Task item:
In your answer, give each entry again exactly as it appears.

=-=-=-=-=

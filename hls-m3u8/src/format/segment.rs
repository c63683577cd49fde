use std::{fmt::Display, str::FromStr};

use chrono::{DateTime, FixedOffset, SecondsFormat};
use smol_str::SmolStr;

use crate::{
    attributes::parse_uint_literal,
    error::{TagError, ValidationError},
    format::{Tag, directives, directives::attr, tag_value},
};

/// A sub-range of a resource, written as `<length>[@<start>]`.
#[derive(Debug, Clone, Copy, PartialEq, Eq)]
#[cfg_attr(feature = "serde", derive(serde::Serialize, serde::Deserialize))]
pub struct ByteRange {
    pub length: u64,
    pub start: Option<u64>,
}

impl FromStr for ByteRange {
    type Err = TagError;

    fn from_str(s: &str) -> Result<Self, Self::Err> {
        let number = |text: &str| {
            parse_uint_literal(text.trim()).ok_or_else(|| TagError::InvalidByteRange(s.into()))
        };

        match s.split_once('@') {
            Some((length, start)) => Ok(Self {
                length: number(length)?,
                start: Some(number(start)?),
            }),
            None => Ok(Self {
                length: number(s)?,
                start: None,
            }),
        }
    }
}

impl Display for ByteRange {
    fn fmt(&self, f: &mut std::fmt::Formatter<'_>) -> std::fmt::Result {
        match self.start {
            Some(start) => write!(f, "{}@{}", self.length, start),
            None => write!(f, "{}", self.length),
        }
    }
}

pub fn parse_time(text: &str) -> Result<DateTime<FixedOffset>, TagError> {
    DateTime::parse_from_rfc3339(text.trim()).map_err(|_| TagError::InvalidDateTime(text.into()))
}

/// RFC 3339 with only as many fractional digits as needed and `Z` for UTC.
pub fn format_time(time: &DateTime<FixedOffset>) -> String {
    time.to_rfc3339_opts(SecondsFormat::AutoSi, true)
}

/// `#EXT-X-PROGRAM-DATE-TIME`
#[derive(Debug, Clone, Copy, PartialEq, Eq)]
#[cfg_attr(feature = "serde", derive(serde::Serialize, serde::Deserialize))]
pub struct TimeItem {
    pub time: DateTime<FixedOffset>,
}

impl TimeItem {
    pub fn new(time: DateTime<FixedOffset>) -> Self {
        Self { time }
    }

    pub fn parse(text: &str) -> Result<Self, TagError> {
        Ok(Self {
            time: parse_time(tag_value(text, directives::PROGRAM_DATE_TIME))?,
        })
    }
}

impl Display for TimeItem {
    fn fmt(&self, f: &mut std::fmt::Formatter<'_>) -> std::fmt::Result {
        write!(f, "{}:{}", directives::PROGRAM_DATE_TIME, format_time(&self.time))
    }
}

impl Tag for TimeItem {}

/// `#EXT-X-DISCONTINUITY`
#[derive(Debug, Clone, Copy, Default, PartialEq, Eq)]
#[cfg_attr(feature = "serde", derive(serde::Serialize, serde::Deserialize))]
pub struct DiscontinuityItem;

impl Display for DiscontinuityItem {
    fn fmt(&self, f: &mut std::fmt::Formatter<'_>) -> std::fmt::Result {
        write!(f, "{}", directives::DISCONTINUITY)
    }
}

impl Tag for DiscontinuityItem {}

/// A media segment: `#EXTINF` plus the URI line that follows it.
///
/// A byte range and a program date time that appear between the two lines
/// belong to the segment and are written back in the same place.
#[derive(Debug, Clone, Default, PartialEq)]
#[cfg_attr(feature = "serde", derive(serde::Serialize, serde::Deserialize))]
pub struct SegmentItem {
    pub duration: f64,
    pub segment: SmolStr,
    pub comment: Option<SmolStr>,
    pub byte_range: Option<ByteRange>,
    pub program_date_time: Option<TimeItem>,
}

impl SegmentItem {
    pub fn new(duration: f64, segment: impl Into<SmolStr>) -> Self {
        Self {
            duration,
            segment: segment.into(),
            ..Default::default()
        }
    }

    /// Parses the `#EXTINF:<duration>,[<title>]` line. The URI is filled in
    /// later from the continuation line.
    pub fn parse(text: &str) -> Result<Self, TagError> {
        let value = tag_value(text, directives::EXTINF).replace(['\n', '\r'], "");
        let (duration, comment) = value.split_once(',').unwrap_or((value.as_str(), ""));

        let duration = duration.trim();
        let duration = duration.parse::<f64>().map_err(|_| TagError::InvalidFloat {
            key: directives::EXTINF.into(),
            value: duration.into(),
        })?;

        Ok(Self {
            duration,
            comment: Some(comment).filter(|c| !c.is_empty()).map(SmolStr::from),
            ..Default::default()
        })
    }
}

impl Display for SegmentItem {
    fn fmt(&self, f: &mut std::fmt::Formatter<'_>) -> std::fmt::Result {
        write!(f, "{}:{},", directives::EXTINF, self.duration)?;
        if let Some(comment) = &self.comment {
            write!(f, "{}", comment)?;
        }
        if let Some(byte_range) = &self.byte_range {
            write!(f, "\n{}:{}", directives::BYTE_RANGE, byte_range)?;
        }
        if let Some(program_date_time) = &self.program_date_time {
            write!(f, "\n{}", program_date_time)?;
        }

        write!(f, "\n{}", self.segment)
    }
}

impl Tag for SegmentItem {
    fn validate(&self) -> Vec<ValidationError> {
        if self.segment.is_empty() {
            vec![ValidationError::new(attr::URI)]
        } else {
            Vec::new()
        }
    }
}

=-=-=-=-=

Finished task:
filename hls-m3u8/src/format/segment.rs
repository c63683577cd49fde
use std::{fmt::Display, str::FromStr};

use chrono::{DateTime, FixedOffset, SecondsFormat};
use smol_str::SmolStr;

use crate::{
    attributes::parse_uint_literal,
    error::{TagError, ValidationError},
    format::{Tag, directives, directives::attr, tag_value},
};

/// A sub-range of a resource, written as `<length>[@<start>]`.
#[derive(Debug, Clone, Copy, PartialEq, Eq)]
#[cfg_attr(feature = "serde", derive(serde::Serialize, serde::Deserialize))]
pub struct ByteRange {
    pub length: u64,
    pub start: Option<u64>,
}

impl FromStr for ByteRange {
    type Err = TagError;

    fn from_str(s: &str) -> Result<Self, Self::Err> {
        let number = |text: &str| {
            parse_uint_literal(text.trim()).ok_or_else(|| TagError::InvalidByteRange(s.into()))
        };

        match s.split_once('@') {
            Some((length, start)) => Ok(Self {
                length: number(length)?,
                start: Some(number(start)?),
            }),
            None => Ok(Self {
                length: number(s)?,
                start: None,
            }),
        }
    }
}

impl Display for ByteRange {
    fn fmt(&self, f: &mut std::fmt::Formatter<'_>) -> std::fmt::Result {
        match self.start {
            Some(start) => write!(f, "{}@{}", self.length, start),
            None => write!(f, "{}", self.length),
        }
    }
}

pub fn parse_time(text: &str) -> Result<DateTime<FixedOffset>, TagError> {
    DateTime::parse_from_rfc3339(text.trim()).map_err(|_| TagError::InvalidDateTime(text.into()))
}

/// RFC 3339 with only as many fractional digits as needed and `Z` for UTC.
pub fn format_time(time: &DateTime<FixedOffset>) -> String {
    time.to_rfc3339_opts(SecondsFormat::AutoSi, true)
}

/// `#EXT-X-PROGRAM-DATE-TIME`
#[derive(Debug, Clone, Copy, PartialEq, Eq)]
#[cfg_attr(feature = "serde", derive(serde::Serialize, serde::Deserialize))]
pub struct TimeItem {
    pub time: DateTime<FixedOffset>,
}

impl TimeItem {
    pub fn new(time: DateTime<FixedOffset>) -> Self {
        Self { time }
    }

    pub fn parse(text: &str) -> Result<Self, TagError> {
        Ok(Self {
            time: parse_time(tag_value(text, directives::PROGRAM_DATE_TIME))?,
        })
    }
}

impl Display for TimeItem {
    fn fmt(&self, f: &mut std::fmt::Formatter<'_>) -> std::fmt::Result {
        write!(f, "{}:{}", directives::PROGRAM_DATE_TIME, format_time(&self.time))
    }
}

impl Tag for TimeItem {}

/// `#EXT-X-DISCONTINUITY`
#[derive(Debug, Clone, Copy, Default, PartialEq, Eq)]
#[cfg_attr(feature = "serde", derive(serde::Serialize, serde::Deserialize))]
pub struct DiscontinuityItem;

impl Display for DiscontinuityItem {
    fn fmt(&self, f: &mut std::fmt::Formatter<'_>) -> std::fmt::Result {
        write!(f, "{}", directives::DISCONTINUITY)
    }
}

impl Tag for DiscontinuityItem {}

/// A media segment: `#EXTINF` plus the URI line that follows it.
///
/// A byte range and a program date time that appear between the two lines
/// belong to the segment and are written back in the same place.
#[derive(Debug, Clone, Default, PartialEq)]
#[cfg_attr(feature = "serde", derive(serde::Serialize, serde::Deserialize))]
pub struct SegmentItem {
    pub duration: f64,
    pub segment: SmolStr,
    pub comment: Option<SmolStr>,
    pub byte_range: Option<ByteRange>,
    pub program_date_time: Option<TimeItem>,
}

impl SegmentItem {
    pub fn new(duration: f64, segment: impl Into<SmolStr>) -> Self {
        Self {
            duration,
            segment: segment.into(),
            ..Default::default()
        }
    }

    /// Parses the `#EXTINF:<duration>,[<title>]` line. The URI is filled in
    /// later from the continuation line.
    pub fn parse(text: &str) -> Result<Self, TagError> {
        let value = tag_value(text, directives::EXTINF).replace(['\n', '\r'], "");
        let (duration, comment) = value.split_once(',').unwrap_or((value.as_str(), ""));

        let duration = duration.trim();
        let duration = duration.parse::<f64>().map_err(|_| TagError::InvalidFloat {
            key: directives::EXTINF.into(),
            value: duration.into(),
        })?;

        Ok(Self {
            duration,
            comment: Some(comment).filter(|c| !c.is_empty()).map(SmolStr::from),
            ..Default::default()
        })
    }
}

impl Display for SegmentItem {
    fn fmt(&self, f: &mut std::fmt::Formatter<'_>) -> std::fmt::Result {
        write!(f, "{}:{},", directives::EXTINF, self.duration)?;
        if let Some(comment) = &self.comment {
            write!(f, "{}", comment)?;
        }
        if let Some(byte_range) = &self.byte_range {
            write!(f, "\n{}:{}", directives::BYTE_RANGE, byte_range)?;
        }
        if let Some(program_date_time) = &self.program_date_time {
            write!(f, "\n{}", program_date_time)?;
        }

        write!(f, "\n{}", self.segment)
    }
}

impl Tag for SegmentItem {
    fn validate(&self) -> Vec<ValidationError> {
        if self.segment.is_empty() {
            vec![ValidationError::new(attr::URI)]
        } else {
            Vec::new()
        }
    }
}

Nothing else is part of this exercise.